There’s pretty strong peer pressure for people to update this, and most of us do. Some every month, others less frequently. But nobody is forced (remember one of our core values is freedom, so nobody forces anyone to do anything). But all in all this gives us a great overview of what’s working and what needs to be fixed.
Jeff Sutherland saw this and got so excited that he wrote an article called Happiness Metric - the wave of the future and now teaches webinars on it and talks about it all over the world. Cool :o)
Survey questions
The 3 main questions in the survey are:
- How happy are you with being here? This is the main overarching happiness index.
- How happy are you with your tasks? This means internal work such as board meetings, conference facilitation, or creating this Syncopate DNA site. This is especially relevant for our “office team” who do most internal work and have no external clients of their own.

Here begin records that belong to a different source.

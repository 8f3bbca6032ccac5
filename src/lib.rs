//! # termsplash
//!
//! Random splash screens for terminal services.
//!
//! A [`SplashScreen`] holds any number of registered banner texts. Each
//! render picks one at random, pads every line to a common width, wraps
//! every line in ANSI 256-color styling, and writes the result plus a
//! trailing line feed to any [`std::io::Write`].
//!
//! ```
//! use termsplash::{SplashConfig, SplashScreen};
//!
//! let mut splash = SplashScreen::with_config(SplashConfig::new().with_min_width(12));
//! splash.add_splash("db-gateway\nlistening");
//!
//! let mut out = Vec::new();
//! splash.write_splash(&mut out).unwrap();
//! assert_eq!(out.iter().filter(|&&b| b == b'\n').count(), 2);
//! ```
//!
//! Selection is the only nondeterminism. It flows through the
//! [`RandomSource`] trait, so tests inject a seeded [`rand::rngs::StdRng`]
//! or a scripted [`SequenceSource`] and assert on exact bytes.
//!
//! ## Modules
//!
//! - [`splash`] - registration, selection, rendering
//! - [`config`] - construction-time configuration with builder overrides
//! - [`ansi`] - SGR escape sequence emitters and the [`Attr`] flags
//! - [`measure`] - code-point widths, padding, escape stripping
//! - [`source`] - injectable random selection
//! - [`error`] - error taxonomy

pub mod ansi;
pub mod config;
pub mod error;
pub mod measure;
pub mod source;
pub mod splash;

// Re-export commonly used items
pub use ansi::Attr;
pub use config::SplashConfig;
pub use error::{Result, SplashError};
pub use measure::{line_width, pad_line, strip_ansi, target_width};
pub use source::{EntropySource, RandomSource, SequenceSource};
pub use splash::SplashScreen;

- How happy are you with your current client, or your bench situation? We measure this separately, because sometimes a person could be really happy with us, but sad about the current client. Or vice versa. For people who are on the bench (= no client at the moment), this can express how they feel about that (sometimes people WANT to be on the bench).
The scale is:
- 5 = Super-happy! Don’t want to change anything!
- 4 = Pretty happy, but there are some things that need to be fixed.
- 3 = I can live with this, but there are many things that need to be fixed.
- 2 = Not feeling so good about this right now.
- 1 = This is crap! I want out.
We also have a “last updated” column where people enter the date as they update their numbers. When many entries start looking old (as in > 2 months) then we’ll usually start nagging each other to update it. Especially a few days before a conference or board meeting, since we use the happiness data to generate insights and trigger actions.
We capture other info as well, all optional.
- What feels best right now?
- What feels worst right now?
- What would increase your happiness level?
- How will I contribute to raising the overall happiness level?
- Other comments.
It’s very interesting to read what people write!
Sometimes we get cascading effects - for example Joe is pissed off about something, and other people are sad because Joe is upset, so all numbers go down. That’s good though! The problem is now highly visible and measurable, so we’re more likely to fix it.
How we use the happiness data
The happiness index is used as key artifact during board meetings.
Whenever the average changes significantly, we talk about why, and what we can do to make everybody happier. If we see a 1 or 2 on any row, that acts as an effective call for help. People go out of their way to find out how they can help that person, which often results in some kind of process improvement in the company.
HSI is more important than any financial metric, not only because it visualizes the aspect that matters most to us, but also because it is a leading indicator, which makes us more agile. Most financial metrics are trailing indicators, making it hard to react to change in time.